> [Instructions to follow] The answer must be every line of the data that holds the word "started".
=== Excerpted data ===
//! Live search aggregator
//!
//! Owns the current query and ranked hits, and keeps them consistent with the
//! live complaint feed and the static directory catalogs.

use crate::catalog::Catalog;
use crate::models::{ComplaintRecord, DepartmentRecord, ServiceRecord};
use crate::search::config::SearchConfig;
use crate::search::document::{SearchHit, SearchableRecord};
use crate::search::error::SearchError;
use crate::search::feed::{ComplaintFeed, FeedState};
use crate::search::metrics::{SearchMetrics, SEARCH_METRICS};
use crate::search::scoring;
use parking_lot::{Mutex, RwLock};
use serde::Serialize;
use std::sync::atomic::{AtomicBool, AtomicU64, Ordering};
use std::sync::Arc;
use std::time::Instant;
use strum::Display;
use tokio::sync::watch;
use tokio::runtime::Handle;
use tokio::task::JoinHandle;
use tracing::{debug, info, warn};

/// Lifecycle of the current query
#[derive(Debug, Clone, Copy, PartialEq, Eq, Serialize, Display)]
#[serde(rename_all = "lowercase")]
#[strum(serialize_all = "lowercase")]
pub enum SearchPhase {
    /// Query is empty
    Idle,
    /// Debounce window is open
    Pending,
    /// Scoring is in progress
    Computing,
    /// Results for the current query are published
    Settled,
}

/// Observable search state
#[derive(Debug, Clone)]
pub struct SearchState {
    pub query: String,
    pub results: Arc<[SearchHit]>,
    pub phase: SearchPhase,
}

impl SearchState {
    fn idle(query: String) -> Self {
        Self {
            query,
            results: Arc::from(Vec::new()),
            phase: SearchPhase::Idle,
        }
    }

    pub fn is_searching(&self) -> bool {
        matches!(self.phase, SearchPhase::Pending | SearchPhase::Computing)
    }

    pub fn has_results(&self) -> bool {
        !self.results.is_empty()
    }
}

impl Default for SearchState {
    fn default() -> Self {
        Self::idle(String::new())
    }
}

/// Aggregator counters
#[derive(Debug, Clone, Copy, Default, PartialEq, Eq, Serialize)]
pub struct AggregatorStats {
    /// Computations whose results were published
    pub computations: u64,
    /// Computations dropped because the query changed underneath them
    pub stale_discards: u64,
    /// Feed states received, including the initial one
    pub feed_updates: u64,
}

#[derive(Debug, Clone, Copy, PartialEq, Eq, Display)]
#[strum(serialize_all = "lowercase")]
enum Trigger {
    Query,
    Feed,
}

/// Score, filter, sort and cap candidates for a query.
///
/// Zero-score candidates are dropped. The sort is stable, so equal scores keep
/// candidate order.
pub fn rank<'a>(
    query: &str,
    candidates: impl IntoIterator<Item = SearchableRecord<'a>>,
    limit: usize,
) -> Vec<SearchHit> {
    if query.trim().is_empty() || limit == 0 {
        return Vec::new();
    }

    let mut scored: Vec<(f64, SearchableRecord<'a>)> = candidates
        .into_iter()
        .filter_map(|candidate| {
            let score = scoring::score(&candidate.searchable_text(), query);
            (score > 0.0).then_some((score, candidate))
        })
        .collect();

    scored.sort_by(|a, b| b.0.total_cmp(&a.0));
    scored.truncate(limit);

    scored
        .into_iter()
        .map(|(score, candidate)| candidate.to_hit(score))
        .collect()
}

struct Shared {
    config: SearchConfig,
    departments: Vec<DepartmentRecord>,
    services: Vec<ServiceRecord>,
    complaints: RwLock<Arc<[ComplaintRecord]>>,
    state: watch::Sender<SearchState>,
    upstream: watch::Sender<Option<SearchError>>,
    // Bumped inside the state lock on every query edit and clear.
    generation: AtomicU64,
    // Serializes computations so each one reads the newest snapshot.
    compute_lock: Mutex<()>,
    computations: AtomicU64,
    stale_discards: AtomicU64,
    feed_updates: AtomicU64,
}

impl Shared {
    fn metrics(&self) -> Option<&'static SearchMetrics> {
        self.config.metrics_enabled.then(|| &*SEARCH_METRICS)
    }

    fn is_current(&self, generation: u64) -> bool {
        self.generation.load(Ordering::SeqCst) == generation
    }

    fn candidates<'a>(
        &'a self,
        complaints: &'a [ComplaintRecord],
    ) -> impl Iterator<Item = SearchableRecord<'a>> {
        complaints
            .iter()
            .map(SearchableRecord::Complaint)
            .chain(self.departments.iter().map(SearchableRecord::Department))
            .chain(self.services.iter().map(SearchableRecord::Service))
    }

    fn compute(&self, generation: u64, trigger: Trigger) {
        let _serial = self.compute_lock.lock();

        let mut query = None;
        self.state.send_if_modified(|state| {
            if !self.is_current(generation) || state.query.trim().is_empty() {
                return false;
            }
            state.phase = SearchPhase::Computing;
            query = Some(state.query.clone());
            true
        });
        let Some(query) = query else {
            self.discard_stale(trigger);
            return;
        };

        let started = Instant::now();
        let complaints = Arc::clone(&*self.complaints.read());
        let hits: Arc<[SearchHit]> =
            rank(&query, self.candidates(&complaints), self.config.max_results).into();
        let elapsed = started.elapsed();
        let count = hits.len();

        let published = self.state.send_if_modified(|state| {
            if !self.is_current(generation) {
                return false;
            }
            state.results = hits;
            state.phase = SearchPhase::Settled;
            true
        });
        if !published {
            self.discard_stale(trigger);
            return;
        }

        self.computations.fetch_add(1, Ordering::Relaxed);
        if let Some(metrics) = self.metrics() {
            metrics.record_computation(&trigger.to_string(), count, elapsed.as_secs_f64());
        }
        debug!(
            query = %query,
            hits = count,
            trigger = %trigger,
            elapsed_us = elapsed.as_micros() as u64,
            "Search settled"
        );
    }

    fn discard_stale(&self, trigger: Trigger) {
        self.stale_discards.fetch_add(1, Ordering::Relaxed);
        if let Some(metrics) = self.metrics() {
            metrics.record_stale_discard();
        }
        debug!(trigger = %trigger, "Stale search computation discarded");
    }

    fn apply_feed_state(&self, feed_state: FeedState) {
        self.feed_updates.fetch_add(1, Ordering::Relaxed);
        *self.complaints.write() = feed_state.records();

        match feed_state {
            FeedState::Ready(records) => {
                if self.upstream.send_if_modified(|error| error.take().is_some()) {
                    info!(complaints = records.len(), "Complaint feed recovered");
                }
            }
            FeedState::Failed(reason) => {
                warn!(
                    reason = %reason,
                    "Complaint feed failed; searching departments and services only"
                );
                if let Some(metrics) = self.metrics() {
                    metrics.record_feed_failure();
                }
                self.upstream
                    .send_replace(Some(SearchError::UpstreamUnavailable(reason)));
            }
            FeedState::Connecting => {}
        }

        self.refresh_for_feed();
    }

    // Feed changes recompute immediately, except while a debounce window is open.
    fn refresh_for_feed(&self) {
        let generation = {
            let state = self.state.borrow();
            match state.phase {
                SearchPhase::Settled | SearchPhase::Computing => {
                    self.generation.load(Ordering::SeqCst)
                }
                SearchPhase::Idle | SearchPhase::Pending => return,
            }
        };
        self.compute(generation, Trigger::Feed);
    }
}

async fn listen(shared: Arc<Shared>, mut feed: watch::Receiver<FeedState>) {
    while feed.changed().await.is_ok() {
        let feed_state = feed.borrow_and_update().clone();
        shared.apply_feed_state(feed_state);
    }
    shared.apply_feed_state(FeedState::Failed("complaint feed closed".to_string()));
}

/// Debounced, feed-aware search over complaints, departments and services.
///
/// Debouncing and live feed updates run on the current tokio runtime. Without
/// one, queries are computed synchronously and feed changes after construction
/// are not picked up. Dropping the aggregator disposes it.
pub struct SearchAggregator {
    shared: Arc<Shared>,
    debounce: Mutex<Option<JoinHandle<()>>>,
    feed_task: Mutex<Option<JoinHandle<()>>>,
    disposed: AtomicBool,
}

impl SearchAggregator {
    /// Create an aggregator over a live feed and the two static catalogs
    pub fn new(
        feed: &dyn ComplaintFeed,
        departments: Vec<DepartmentRecord>,
        services: Vec<ServiceRecord>,
        config: SearchConfig,
    ) -> Self {
        let (state, _) = watch::channel(SearchState::default());
        let (upstream, _) = watch::channel(None);

        let shared = Arc::new(Shared {
            config,
            departments,
            services,
            complaints: RwLock::new(Arc::from(Vec::new())),
            state,
            upstream,
            generation: AtomicU64::new(0),
            compute_lock: Mutex::new(()),
            computations: AtomicU64::new(0),
            stale_discards: AtomicU64::new(0),
            feed_updates: AtomicU64::new(0),
        });

        let feed_task = match feed.subscribe() {
            Ok(mut receiver) => {
                let initial = receiver.borrow_and_update().clone();
                shared.apply_feed_state(initial);

                match Handle::try_current() {
                    Ok(runtime) => Some(runtime.spawn(listen(Arc::clone(&shared), receiver))),
                    Err(_) => {
                        warn!("No tokio runtime; live complaint updates are disabled");
                        None
                    }
                }
            }
            Err(e) => {
                warn!(
                    error = %e,
                    "Complaint feed subscription failed; searching departments and services only"
                );
                if let Some(metrics) = shared.metrics() {
                    metrics.record_feed_failure();
                }
                shared.upstream.send_replace(Some(e));
                None
            }
        };

        info!(
            departments = shared.departments.len(),
            services = shared.services.len(),
            debounce_ms = shared.config.debounce_ms,
            max_results = shared.config.max_results,
            "Search aggregator initialized"
        );

        Self {
            shared,
            debounce: Mutex::new(None),
            feed_task: Mutex::new(feed_task),
            disposed: AtomicBool::new(false),
        }
    }

    /// Create an aggregator using a loaded catalog
    pub fn from_catalog(feed: &dyn ComplaintFeed, catalog: Catalog, config: SearchConfig) -> Self {
        Self::new(feed, catalog.departments, catalog.services, config)
    }

    /// Replace the query.
    ///
    /// A blank query clears results at once. Anything else opens the debounce
    /// window; an edit inside the window restarts it.
    pub fn set_query(&self, text: impl Into<String>) {
        let query = text.into();
        if self.disposed.load(Ordering::SeqCst) {
            debug!("Query ignored on disposed aggregator");
            return;
        }

        let mut pending = self.debounce.lock();
        if let Some(handle) = pending.take() {
            handle.abort();
            debug!("Pending search cancelled");
        }

        let blank = query.trim().is_empty();
        let mut generation = 0;
        self.shared.state.send_modify(|state| {
            generation = self.shared.generation.fetch_add(1, Ordering::SeqCst) + 1;
            if blank {
                *state = SearchState::idle(query);
            } else {
                state.query = query;
                state.phase = SearchPhase::Pending;
            }
        });
        if blank {
            return;
        }

        let Ok(runtime) = Handle::try_current() else {
            debug!("No tokio runtime; computing without debounce");
            self.shared.compute(generation, Trigger::Query);
            return;
        };

        let shared = Arc::clone(&self.shared);
        let delay = self.shared.config.debounce();
        *pending = Some(runtime.spawn(async move {
            tokio::time::sleep(delay).await;
            shared.compute(generation, Trigger::Query);
        }));
    }

    /// Reset query and results immediately, cancelling any pending search
    pub fn clear(&self) {
        let mut pending = self.debounce.lock();
        if let Some(handle) = pending.take() {
            handle.abort();
        }

        self.shared.state.send_modify(|state| {
            self.shared.generation.fetch_add(1, Ordering::SeqCst);
            *state = SearchState::default();
        });
    }

    /// Cancel pending work and unsubscribe from the feed.
    ///
    /// A search still pending or computing is abandoned: its phase drops to
    /// `Idle` so waiters and observers are released.
    pub fn dispose(&self) {
        if self.disposed.swap(true, Ordering::SeqCst) {
            return;
        }

        let mut pending = self.debounce.lock();
        if let Some(handle) = pending.take() {
            handle.abort();
        }
        if let Some(handle) = self.feed_task.lock().take() {
            handle.abort();
        }

        self.shared.state.send_if_modified(|state| {
            self.shared.generation.fetch_add(1, Ordering::SeqCst);
            if !state.is_searching() {
                return false;
            }
            state.phase = SearchPhase::Idle;
            true
        });

        debug!("Search aggregator disposed");
    }

    pub fn query(&self) -> String {
        self.shared.state.borrow().query.clone()
    }

    pub fn results(&self) -> Arc<[SearchHit]> {
        Arc::clone(&self.shared.state.borrow().results)
    }

    pub fn is_searching(&self) -> bool {
        self.shared.state.borrow().is_searching()
    }

    pub fn has_results(&self) -> bool {
        self.shared.state.borrow().has_results()
    }

    pub fn phase(&self) -> SearchPhase {
        self.shared.state.borrow().phase
    }

    /// Snapshot of query, results and phase
    pub fn state(&self) -> SearchState {
        self.shared.state.borrow().clone()
    }

    /// Observe every change of query, results or phase
    pub fn subscribe(&self) -> watch::Receiver<SearchState> {
        self.shared.state.subscribe()
    }

    /// Wait until the current query has settled (or is idle)
    pub async fn settled(&self) -> SearchState {
        let mut receiver = self.shared.state.subscribe();
        let settled = match receiver.wait_for(|state| !state.is_searching()).await {
            Ok(state) => state.clone(),
            Err(_) => self.state(),
        };
        settled
    }

    /// Last feed failure, cleared once the feed delivers a snapshot again
    pub fn upstream_error(&self) -> Option<SearchError> {
        self.shared.upstream.borrow().clone()
    }

    /// Observe feed failures separately from search state
    pub fn subscribe_upstream(&self) -> watch::Receiver<Option<SearchError>> {
        self.shared.upstream.subscribe()
    }

    pub fn config(&self) -> &SearchConfig {
        &self.shared.config
    }

    pub fn stats(&self) -> AggregatorStats {
        AggregatorStats {
            computations: self.shared.computations.load(Ordering::Relaxed),
            stale_discards: self.shared.stale_discards.load(Ordering::Relaxed),
            feed_updates: self.shared.feed_updates.load(Ordering::Relaxed),
        }
    }
}

impl Drop for SearchAggregator {
    fn drop(&mut self) {
        self.dispose();
    }
}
===
> [Task answer]
        let started = Instant::now();
        let elapsed = started.elapsed();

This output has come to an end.